To my mind, that is where the sacrifice, the self-denial and the suffering come in. The sacrifice is that you say good-bye to Charlie the Lover to wrestle with Charlie the Husband. The self-denial is that you make yourself confront Charlie in the best, healthiest way possible, instead of shrieking or going passive-aggressive, either of which you might generally prefer. The suffering arises from the fact that Charlie, just like you, is a sinful, mortal person who makes mistakes, loses his temper, sulks, gets ill and will die.

It is not healthy to look for ways in which to sacrifice yourself, deny yourself and suffer. It is much better just to sacrifice, self-deny and suffer when the circumstances God sends you demand it. And I know what I'm talking about, poppets, since I went into a form of marriage feeling that--hooray, hooray--I had at last slain my unruly desires and hopes and was making a great sacrifice so that somebody else would be happy. Imagine my chagrin when just marrying the somebody else was not enough for him.

I was only 25, and this is why, poppets, I scream and hit the ceiling when beautiful young things like you ask about sacrifice, self-denial and suffering. Fear not: you'll get them. You don't have to look for them. Don't. Romantic erotic love ends either in heartbreak or death. But it should begin in, and be sustained by, joy.

St. Paul said that wives should obey their husbands, and that husbands should love their wives as Christ loved the church and gave up His life for her. I don't see any other allusion to crucifixion in that bit of Ephesians, but my take is that if there is any crucifixion going on, it's the husbands opting for crucifixion, not the wives, and not at the hands of the wives, either. Marriage is not supposed to be a crucifixion; I suspect it is a school for patience, which is an entirely different thing. Now giving birth--I suspect giving birth is like the Crucifixion: it hurts horribly, it can kill you, it brings forth life, and the crucified one believes it was all worth it.

There are two principal ways of approaching marriage: there is the Just Get On With It school, popular in South Asia, in which a young woman and young man who like each other okay get married, have children, and conduct their lives according the ancient rhythms of extended family. (The "like each other okay" bit is a more middle- and upper-class thing, I understand, and definitely not universal.) Then there is the Love Marriage school. I understand only the Love Marriage school, and that is why I think everyone Western who feels vaguely called to marriage should hold out for it. Better old ovaries where love is, than healthy young ovaries where hatred abounds (Not exactly Proverbs 15:17).
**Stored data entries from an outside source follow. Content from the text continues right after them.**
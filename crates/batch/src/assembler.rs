//! Loading cached units into model-facing batches.

use std::collections::BTreeMap;

use fmprep_array::{ArrayCollection, Coordinate, LabeledArray, T, Z, concat, stack_features};
use fmprep_cache::{CacheStore, UnitKey};
use fmprep_calendar::{Date, SECONDS_PER_DAY, TimePeriod, date_range};
use fmprep_stats::{StatName, nan_mean};
use tracing::{debug, info, warn};

use crate::config::TaskConfig;
use crate::derived::{find_coord, progress_features};
use crate::error::BatchError;

/// Name of the stacked feature tensor.
pub const FEATURES: &str = "features";

/// Persisted normalization statistics under model-facing names.
#[derive(Debug, Clone, PartialEq)]
pub struct NormData {
    /// Pooled mean per variable.
    pub mean: ArrayCollection,
    /// Pooled standard deviation per variable.
    pub std: ArrayCollection,
    /// Pooled standard deviation of the first time difference.
    pub std_diff: ArrayCollection,
}

/// Reads cached units of one version and shapes them for a task.
#[derive(Debug, Clone)]
pub struct BatchAssembler {
    store: CacheStore,
    version: String,
    task: TaskConfig,
}

impl BatchAssembler {
    /// Creates an assembler.
    ///
    /// # Errors
    ///
    /// Returns [`BatchError::InvalidConfig`] if `task` fails validation.
    pub fn new(store: CacheStore, version: impl Into<String>, task: TaskConfig) -> Result<Self, BatchError> {
        task.validate()?;
        Ok(Self {
            store,
            version: version.into(),
            task,
        })
    }

    /// Returns the task.
    pub fn task(&self) -> &TaskConfig {
        &self.task
    }

    /// Loads the task variables for one day.
    ///
    /// Each configured collection's unit containing `date` is read, its time
    /// steps restricted to that day, and the variables renamed to model
    /// names. Task variables found in no collection are skipped with a
    /// warning.
    ///
    /// # Errors
    ///
    /// Returns [`BatchError::Cache`] if a unit file is missing or unreadable,
    /// and [`BatchError::NoTimesteps`] if a time-varying variable has no steps
    /// on `date`.
    pub fn load_timestep(&self, date: Date) -> Result<ArrayCollection, BatchError> {
        let units = self.read_units(self.period_of(date))?;
        self.slice_day(date, &units)
    }

    /// Loads every day in `[start, end]` and merges the slices.
    ///
    /// # Errors
    ///
    /// See [`BatchAssembler::load_timestep`] and
    /// [`BatchAssembler::merge_batch`].
    pub fn load_batch(&self, start: Date, end: Date) -> Result<ArrayCollection, BatchError> {
        let dates = date_range(start, end)?;
        let mut slices = Vec::with_capacity(dates.len());
        let mut loaded: Option<(TimePeriod, BTreeMap<String, ArrayCollection>)> = None;
        for date in dates {
            let period = self.period_of(date);
            let units = match loaded.take() {
                Some((p, units)) if p == period => units,
                _ => self.read_units(period)?,
            };
            slices.push(self.slice_day(date, &units)?);
            loaded = Some((period, units));
        }
        info!(start = %start, end = %end, days = slices.len(), "loaded batch");
        self.merge_batch(&slices)
    }

    /// Concatenates time-varying variables along time.
    ///
    /// Variables without the time axis are taken once from the first slice.
    ///
    /// # Errors
    ///
    /// Returns [`BatchError::EmptyBatch`] for no slices,
    /// [`BatchError::MissingVariable`] if a later slice lacks a time-varying
    /// variable of the first, or [`BatchError::Array`] on shape mismatch.
    pub fn merge_batch(&self, slices: &[ArrayCollection]) -> Result<ArrayCollection, BatchError> {
        let first = slices.first().ok_or(BatchError::EmptyBatch {
            reason: "no slices to merge",
        })?;
        let tdim = self.task.time_dim();

        let mut out = ArrayCollection::new();
        out.update_attrs(first.attrs());
        for array in first.iter() {
            if !array.has_dim(tdim) {
                out.insert(array.clone());
                continue;
            }
            let parts = slices
                .iter()
                .enumerate()
                .map(|(index, slice)| {
                    slice
                        .get(array.name())
                        .cloned()
                        .ok_or_else(|| BatchError::MissingVariable {
                            name: array.name().to_string(),
                            index,
                        })
                })
                .collect::<Result<Vec<_>, _>>()?;
            out.insert(concat(&parts, tdim)?);
        }
        Ok(out)
    }

    /// Stacks every variable into one tensor with a trailing `feature` axis.
    ///
    /// A variable with a level axis contributes one feature per level,
    /// labelled `{name}.{level}`; others contribute one feature labelled by
    /// name. Features are broadcast to the union of the remaining axes.
    ///
    /// # Errors
    ///
    /// Returns [`BatchError::EmptyBatch`] for an empty collection, or
    /// [`BatchError::Array`] if features disagree on a shared axis length.
    pub fn to_feature_array(&self, collection: &ArrayCollection) -> Result<LabeledArray, BatchError> {
        let zdim = self.task.level_dim();
        let mut features = Vec::new();
        let mut labels = Vec::new();
        for array in collection.iter() {
            let Some(nlev) = array.len_of(zdim) else {
                labels.push(array.name().to_string());
                features.push(array.clone());
                continue;
            };
            let levels: Vec<f64> = match array.coord_values(zdim) {
                Some(values) => values.to_vec(),
                None => (0..nlev).map(|i| i as f64).collect(),
            };
            for (i, level) in levels.iter().enumerate() {
                let mut feature = array.isel(zdim, i)?;
                let label = format!("{}.{level}", array.name());
                feature.set_name(label.clone());
                labels.push(label);
                features.push(feature);
            }
        }
        if features.is_empty() {
            return Err(BatchError::EmptyBatch {
                reason: "no variables to stack",
            });
        }

        let (dims, shape, coords) = self.union_axes(&features);
        let broadcast = features
            .iter()
            .map(|f| f.broadcast_to(&dims, &shape, &coords))
            .collect::<Result<Vec<_>, _>>()?;
        debug!(features = labels.len(), dims = ?dims, "stacked feature array");
        Ok(stack_features(FEATURES, &broadcast, labels)?)
    }

    /// Adds the year- and day-progress features.
    ///
    /// # Errors
    ///
    /// Returns [`BatchError::MissingCoordinate`] when no variable carries the
    /// time or longitude coordinate.
    pub fn add_derived_vars(&self, mut collection: ArrayCollection) -> Result<ArrayCollection, BatchError> {
        let tdim = self.task.time_dim();
        let xdim = self.task.lon_dim();
        let times = find_coord(&collection, tdim)
            .ok_or_else(|| BatchError::MissingCoordinate {
                name: tdim.to_string(),
                purpose: "year and day progress",
            })?
            .to_vec();
        let lons = find_coord(&collection, xdim)
            .ok_or_else(|| BatchError::MissingCoordinate {
                name: xdim.to_string(),
                purpose: "day progress",
            })?
            .to_vec();
        for feature in progress_features(tdim, &times, xdim, &lons)? {
            collection.insert(feature);
        }
        Ok(collection)
    }

    /// Loads the persisted `mean`, `std` and `std_diff` statistics of the
    /// task variables under model names.
    ///
    /// # Errors
    ///
    /// Returns [`BatchError::Cache`] if a statistics file is missing.
    pub fn load_norm_data(&self) -> Result<NormData, BatchError> {
        Ok(NormData {
            mean: self.load_stat(StatName::Mean)?,
            std: self.load_stat(StatName::Std)?,
            std_diff: self.load_stat(StatName::StdDiff)?,
        })
    }

    fn load_stat(&self, stat: StatName) -> Result<ArrayCollection, BatchError> {
        let stats = self.store.read_stats(&self.version, stat)?;
        let mut out = ArrayCollection::new();
        out.update_attrs(stats.attrs());
        for (model, source) in self.task.input_variables() {
            match stats.get(source) {
                Some(array) => out.insert(self.to_model(model, array.clone())?),
                None => warn!(variable = %source, stat = %stat, "no statistics for variable"),
            }
        }
        Ok(out)
    }

    fn period_of(&self, date: Date) -> TimePeriod {
        TimePeriod::containing(date, self.task.granularity())
    }

    fn read_units(&self, period: TimePeriod) -> Result<BTreeMap<String, ArrayCollection>, BatchError> {
        self.task
            .collections()
            .iter()
            .map(|c| {
                let key = UnitKey::new(period).with_collection(c.clone());
                Ok::<_, BatchError>((c.clone(), self.store.read_unit(&self.version, &key)?))
            })
            .collect()
    }

    fn slice_day(
        &self,
        date: Date,
        units: &BTreeMap<String, ArrayCollection>,
    ) -> Result<ArrayCollection, BatchError> {
        let start = date.epoch_seconds() as f64;
        let end = start + SECONDS_PER_DAY as f64;

        let mut out = ArrayCollection::new();
        for (collection, unit) in units {
            out.update_attrs(unit.attrs());
            for (model, source) in self.task.input_variables() {
                let Some(array) = unit.get(source) else {
                    continue;
                };
                let mut array = array.clone();
                if array.has_dim(T) {
                    array = array.select_where(T, |s| s >= start && s < end)?;
                    if array.len_of(T) == Some(0) {
                        return Err(BatchError::NoTimesteps {
                            variable: source.clone(),
                            collection: collection.clone(),
                            date: date.to_string(),
                        });
                    }
                    if self.task.is_constant(model) {
                        array = array.reduce(&[T], nan_mean)?;
                    }
                }
                out.insert(self.to_model(model, array)?);
            }
        }
        for (model, source) in self.task.input_variables() {
            if !out.contains(model) {
                warn!(variable = %source, date = %date, "task variable not found in any collection");
            }
        }
        debug!(date = %date, variables = out.len(), "loaded timestep");
        Ok(out)
    }

    /// Selects the task levels, then renames to model names.
    fn to_model(&self, model: &str, mut array: LabeledArray) -> Result<LabeledArray, BatchError> {
        if let Some(levels) = self.task.levels()
            && array.has_dim(Z)
        {
            let indices = levels
                .iter()
                .map(|&l| array.nearest_index(Z, l))
                .collect::<Result<Vec<_>, _>>()?;
            array = array.select_indices(Z, &indices)?;
            array.set_coord(Z, levels.to_vec())?;
        }
        array.set_name(model);
        Ok(self.task.coords().apply(array)?)
    }

    /// Union of the features' axes in canonical model order.
    fn union_axes(&self, features: &[LabeledArray]) -> (Vec<String>, Vec<usize>, BTreeMap<String, Coordinate>) {
        let mut axes: Vec<(String, usize)> = Vec::new();
        let mut coords = BTreeMap::new();
        for f in features {
            for (d, &len) in f.dims().iter().zip(f.shape()) {
                if axes.iter().any(|(name, _)| name == d) {
                    continue;
                }
                axes.push((d.clone(), len));
                if let Some(c) = f.coord(d) {
                    coords.insert(d.clone(), c.clone());
                }
            }
        }
        let order = self.task.canonical_dims();
        axes.sort_by_key(|(d, _)| order.iter().position(|o| *o == d.as_str()).unwrap_or(order.len()));
        let (dims, shape) = axes.into_iter().unzip();
        (dims, shape, coords)
    }
}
"Don't forget to tell them I thought being Single was better," says St. Paul.

St. Paul thought remaining Single was better.

"Although of course it's better to marry than to burn," adds St. Paul.

"Oh dear," I say. "Isn't that a bit negative?"

"Hel-lo," says St. Paul. "We're talking to the Millennials here."

It's better to marry than to turn into a skeeze.

3 comments:

Jam said...

Meanwhile, somewhere in Scotland, the bottles are being taken out.

Seraphic said...

Heh heh heh.

Seraphic said...

Of course, I have made a resolution to do my housework BEFORE blogging or any other writing from now on. Not sure that is a sacrifice or suffering, although it probably counts as self-denial.